70 Blocks in seinen ersten Playoffs: Wembanyama brach Mutombos Rekord und brachte die Spurs zurück ins Finale

1 Min. Lesezeit
Teilen
70 Blocks in seinen ersten Playoffs: Wembanyama brach Mutombos Rekord und brachte die Spurs zurück ins Finale

Victor Wembanyama schreibt erneut Geschichte - und das in dem Moment, als San Antonio der Boden unter den Füßen brannte. Mit drei Blocks im dritten Spiel des NBA-Finals gegen die New York Knicks wurde der Franzose zum Spieler mit den meisten Blocks in einem ersten Karriere-Playoff und brach den Rekord des legendären Dikembe Mutombo. Dabei wurde er auch zum ersten Spieler der Ligageschichte mit 70 Blocks in einer Debüt-Playoff-Kampagne.

Der Rekord kam in einem Sieg, der doppelt zählte. Nach zwei Heimniederlagen marschierten die Spurs in den Madison Square Garden und holten einen entscheidenden 115:111-Sieg, mit dem die Serie auf 2:1 für die Knicks fiel. Ein Finale, das vorzeitig entschieden schien, ist plötzlich wieder eine Serie.

Und der Löwenanteil dieser Wende trägt Wembanyamas Handschrift. Im zweiten Spiel wog sein später Ballverlust schwer in der Niederlage - und alle warteten, wie er antworten würde. Die Antwort: 32 Punkte bei einer Wurfquote von 11 aus 18, 8 Rebounds, 6 Assists, 3 Blocks und 2 Ballgewinne in 39 Minuten. Das New Yorker Publikum verstummte genau in dem Moment, als es eine Feier plante.

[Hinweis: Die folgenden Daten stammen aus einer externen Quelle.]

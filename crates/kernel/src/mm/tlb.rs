//! Per-core translation cache (TLB model).
//!
//! A direct-mapped cache of (virtual page, ASID) to (physical page,
//! permission bits) mappings. Tagging every entry with the MMU-context id is
//! what lets one core hold several address spaces' translations at once
//! without cross-contamination. Entries are installed by the software
//! TLB-fill engine and invalidated explicitly by range, by ASID, or by full
//! flush; nothing ages out on its own.

use super::page_table::Pte;
use crate::common::VirtAddr;

/// A single entry in the translation cache.
#[derive(Clone, Copy, Default)]
struct TlbEntry {
    /// Virtual page number (tag).
    vpn: u32,
    /// Owning MMU-context id (tag).
    asid: u16,
    /// Entry validity flag.
    valid: bool,
    /// Physical page number plus permission bits, as one masked PTE view.
    view: Pte,
}

/// The permissions and target a lookup hit exposes.
#[derive(Clone, Copy, Debug, PartialEq, Eq)]
pub struct TlbView {
    /// Physical page number.
    pub ppn: u32,
    /// Read permission.
    pub r: bool,
    /// Write permission.
    pub w: bool,
    /// Execute permission.
    pub x: bool,
    /// User-mode accessible.
    pub user: bool,
    /// Cacheable.
    pub cached: bool,
}

/// Translation cache structure.
pub struct Tlb {
    entries: Vec<TlbEntry>,
    /// Mask used for indexing (size - 1).
    mask: usize,
}

impl std::fmt::Debug for Tlb {
    fn fmt(&self, f: &mut std::fmt::Formatter<'_>) -> std::fmt::Result {
        let valid = self.entries.iter().filter(|e| e.valid).count();
        f.debug_struct("Tlb")
            .field("entries", &self.entries.len())
            .field("valid", &valid)
            .finish()
    }
}

impl Tlb {
    /// Creates a new translation cache with the specified size.
    ///
    /// `size` is rounded up to the next power of two so indexing can mask.
    pub fn new(size: usize) -> Self {
        let safe_size = if size.is_power_of_two() {
            size
        } else {
            size.next_power_of_two()
        };

        Self {
            entries: vec![TlbEntry::default(); safe_size],
            mask: safe_size - 1,
        }
    }

    /// Looks up the entry for a (page, ASID) pair.
    ///
    /// Returns the installed view if the tags match, otherwise `None`. A hit
    /// with insufficient permission is still a hit; the fill engine decides
    /// what that means.
    #[inline(always)]
    pub fn lookup(&self, vaddr: VirtAddr, asid: u16) -> Option<TlbView> {
        let vpn = vaddr.vpn();
        let idx = (vpn as usize) & self.mask;
        let entry = &self.entries[idx];

        if entry.valid && entry.vpn == vpn && entry.asid == asid {
            let v = entry.view;
            return Some(TlbView {
                ppn: v.ppn(),
                r: v.can_read(),
                w: v.can_write(),
                x: v.can_exec(),
                user: v.is_user(),
                cached: v.is_cached(),
            });
        }
        None
    }

    /// Installs one masked PTE view for a (page, ASID) pair.
    ///
    /// The caller supplies either the execute view or the read/write view;
    /// the two never coexist in one entry.
    pub fn insert(&mut self, vaddr: VirtAddr, asid: u16, view: Pte) {
        let vpn = vaddr.vpn();
        let idx = (vpn as usize) & self.mask;

        self.entries[idx] = TlbEntry {
            vpn,
            asid,
            valid: true,
            view,
        };
    }

    /// Flushes every entry.
    pub fn flush_all(&mut self) {
        for e in &mut self.entries {
            e.valid = false;
        }
    }

    /// Flushes every entry belonging to one MMU context.
    pub fn flush_asid(&mut self, asid: u16) {
        for e in &mut self.entries {
            if e.asid == asid {
                e.valid = false;
            }
        }
    }

    /// Flushes entries of one MMU context whose page falls in `[start, end)`.
    pub fn flush_range(&mut self, asid: u16, start: VirtAddr, end: VirtAddr) {
        let lo = start.vpn();
        let hi = if end.page_offset() != 0 {
            end.vpn() + 1
        } else {
            end.vpn()
        };
        for e in &mut self.entries {
            if e.valid && e.asid == asid && e.vpn >= lo && e.vpn < hi {
                e.valid = false;
            }
        }
    }
}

Der Weg der Spurs ins Finale war schon historisch - sie eliminierten auch den amtierenden Meister. Nun folgt das vierte Spiel, wieder im Madison Square Garden, am Mittwochabend. Ein Sieg dort bedeutet den Ausgleich und die Rückkehr der Serie nach San Antonio für das fünfte Spiel. Die Frage, die sich die ganze Liga stellt: Wenn das Wembanyama in seinen ersten Playoffs ist, wie werden die zweiten sein?